This method of reporting financial statements is done all over the world in accordance with local GAAP accounting rules. This ensures that a business’ finances are visible, consistent and comparable. When this is done, business owners and investors can see the overall health of a company.
Our GAAP financial statement services
At Kreston Global, our international network of accounting professionals each excel in complying to their local financial reporting requirements through GAAP. We ensure that your business is able to meet the reporting standards of all the jurisdictions it operates within, keeping all bases covered with our cross-national consultants. Our partner firms have access to some of the best market research, deepening our understanding of a variety of sectors, ensuring that our financial reporting services meet the full needs of each client, identifying areas of improved efficiency and opportunities for growth.
What are GAAP financial statements?
GAAP stands for Generally Accepted Accounting Principles. These principles differ in each jurisdiction, meaning that it can be valuable for your business to consult an expert in the accounting regulations of your operating country. By adhering to GAAP regulations within financial reporting, you can ensure that your business is operating at a high standard of compliance and that your financial reporting is understandable and comparable for stakeholders and investors. By producing high quality and comprehensive financial reporting, businesses can better understand their strengths and weaknesses, communicate better with stakeholders and craft better informed business plans for growth.
Format for GAAP-compliant financial statements
When preparing financial statements in accordance with local GAAP, there are key requirements that must be observed for compliance. Whilst the specifics can vary from country to country, some elements remain consistent throughout.
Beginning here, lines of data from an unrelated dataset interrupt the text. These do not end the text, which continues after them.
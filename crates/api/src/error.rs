use axum::http::StatusCode;
use axum::response::{IntoResponse, Response};
use peliculas_core::error::CoreError;
use serde_json::json;

/// Application-level error type for HTTP handlers.
///
/// Wraps [`CoreError`] for domain errors and adds HTTP-specific variants.
/// Implements [`IntoResponse`] to produce consistent JSON error responses.
#[derive(Debug, thiserror::Error)]
pub enum AppError {
    /// A domain-level error from `peliculas_core`.
    #[error(transparent)]
    Core(#[from] CoreError),

    /// A database error from sqlx.
    #[error("Database error: {0}")]
    Database(#[from] sqlx::Error),

    /// A bad request with a human-readable message.
    #[error("Bad request: {0}")]
    BadRequest(String),

    /// An internal error with a human-readable message.
    #[error("Internal error: {0}")]
    InternalError(String),
}

/// Convenience type alias for handler return values.
pub type AppResult<T> = Result<T, AppError>;

impl IntoResponse for AppError {
    fn into_response(self) -> Response {
        let (status, code, message) = match &self {
            // --- CoreError variants ---
            AppError::Core(core) => match core {
                CoreError::NotFound { entity, key } => (
                    StatusCode::NOT_FOUND,
                    "NOT_FOUND",
                    format!("{entity} {key} not found"),
                ),
                CoreError::Validation(msg) => {
                    (StatusCode::BAD_REQUEST, "VALIDATION_ERROR", msg.clone())
                }
                CoreError::Conflict(msg) => (StatusCode::CONFLICT, "CONFLICT", msg.clone()),
                CoreError::Unauthorized(msg) => {
                    (StatusCode::UNAUTHORIZED, "UNAUTHORIZED", msg.clone())
                }
                CoreError::Forbidden(msg) => (StatusCode::FORBIDDEN, "FORBIDDEN", msg.clone()),
                CoreError::Internal(msg) => {
                    tracing::error!(error = %msg, "Internal core error");
                    (
                        StatusCode::INTERNAL_SERVER_ERROR,
                        "INTERNAL_ERROR",
                        "An internal error occurred".to_string(),
                    )
                }
            },

            // --- Database errors ---
            AppError::Database(err) => classify_sqlx_error(err),

            // --- HTTP-specific errors ---
            AppError::BadRequest(msg) => (StatusCode::BAD_REQUEST, "BAD_REQUEST", msg.clone()),
            AppError::InternalError(msg) => {
                tracing::error!(error = %msg, "Internal error");
                (
                    StatusCode::INTERNAL_SERVER_ERROR,
                    "INTERNAL_ERROR",
                    "An internal error occurred".to_string(),
                )
            }
        };

        let body = json!({
            "error": message,
            "code": code,
        });

        (status, axum::Json(body)).into_response()
    }
}

/// Classify a sqlx error into an HTTP status, error code, and message.
///
/// - `RowNotFound` maps to 404.
/// - Unique constraint violations (constraint name starting with `uq_`) map
///   to 409 with a per-constraint message. This is what settles concurrent
///   duplicate inserts that passed the handler-level pre-checks: exactly one
///   request wins, the loser lands here.
/// - Everything else maps to 500 with a sanitized message.
fn classify_sqlx_error(err: &sqlx::Error) -> (StatusCode, &'static str, String) {
    match err {
        sqlx::Error::RowNotFound => (
            StatusCode::NOT_FOUND,
            "NOT_FOUND",
            "Resource not found".to_string(),
        ),
        sqlx::Error::Database(db_err) => {
            // PostgreSQL unique constraint violation: error code 23505
            if db_err.code().as_deref() == Some("23505") {
                let constraint = db_err.constraint().unwrap_or("unknown");
                if constraint.starts_with("uq_") {
                    return (StatusCode::CONFLICT, "CONFLICT", conflict_message(constraint));
                }
            }
            tracing::error!(error = %db_err, "Database error");
            (
                StatusCode::INTERNAL_SERVER_ERROR,
                "INTERNAL_ERROR",
                "An internal error occurred".to_string(),
            )
        }
        other => {
            tracing::error!(error = %other, "Database error");
            (
                StatusCode::INTERNAL_SERVER_ERROR,
                "INTERNAL_ERROR",
                "An internal error occurred".to_string(),
            )
        }
    }
}

/// Human-readable message for a known unique constraint.
fn conflict_message(constraint: &str) -> String {
    match constraint {
        "uq_users_username" => "Username is already taken".to_string(),
        "uq_roles_name" => "Role already exists".to_string(),
        "uq_reviews_user_movie" => "You have already reviewed this movie".to_string(),
        other => format!("Duplicate value violates unique constraint: {other}"),
    }
}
These are the five main principles of any GAAP reporting:
A statement of financial position at the end of the period
This statement includes a summary of financial balances within the business. At the end of a period, the business will show the assets, liabilities and equity of its operations. When this is done, the overall financial position of the business can be understood.
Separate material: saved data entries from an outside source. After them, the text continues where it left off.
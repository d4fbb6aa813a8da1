//! Route definitions for the `/criticas` resource.

use axum::routing::get;
use axum::Router;

use crate::handlers::reviews;
use crate::state::AppState;

/// Routes mounted at `/api/criticas`.
///
/// Delete takes its id in the query string (`DELETE /api/criticas?id=7`),
/// matching the published API contract.
///
/// ```text
/// GET    /                      -> list_reviews
/// POST   /                      -> create_review (caller becomes owner)
/// DELETE /?id={id}              -> delete_review (owner only)
/// GET    /{id}                  -> get_review
/// PUT    /{id}                  -> update_review (owner only)
/// GET    /byuser/{usuarioId}    -> reviews_by_user
/// ```
pub fn router() -> Router<AppState> {
    Router::new()
        .route(
            "/",
            get(reviews::list_reviews)
                .post(reviews::create_review)
                .delete(reviews::delete_review),
        )
        .route(
            "/{id}",
            get(reviews::get_review).put(reviews::update_review),
        )
        .route("/byuser/{usuarioId}", get(reviews::reviews_by_user))
}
A statement of comprehensive income for the period
The second required financial statement under GAAP is a statement of comprehensive income. This highlights the income of a company whilst displaying expenses too. With this information, the net income for a specific period is visible.
A statement of changes in equity for the period
Local GAAP financial statements will also include changes made to the equity stakes in a business. This will summarise the transactions related to shareholders over a specific period.
A statement of cash flows for the period
Across the period, cash will flow in and out of the business. This is highlighted in this section and shows whether all the revenues on the income statement have been collected.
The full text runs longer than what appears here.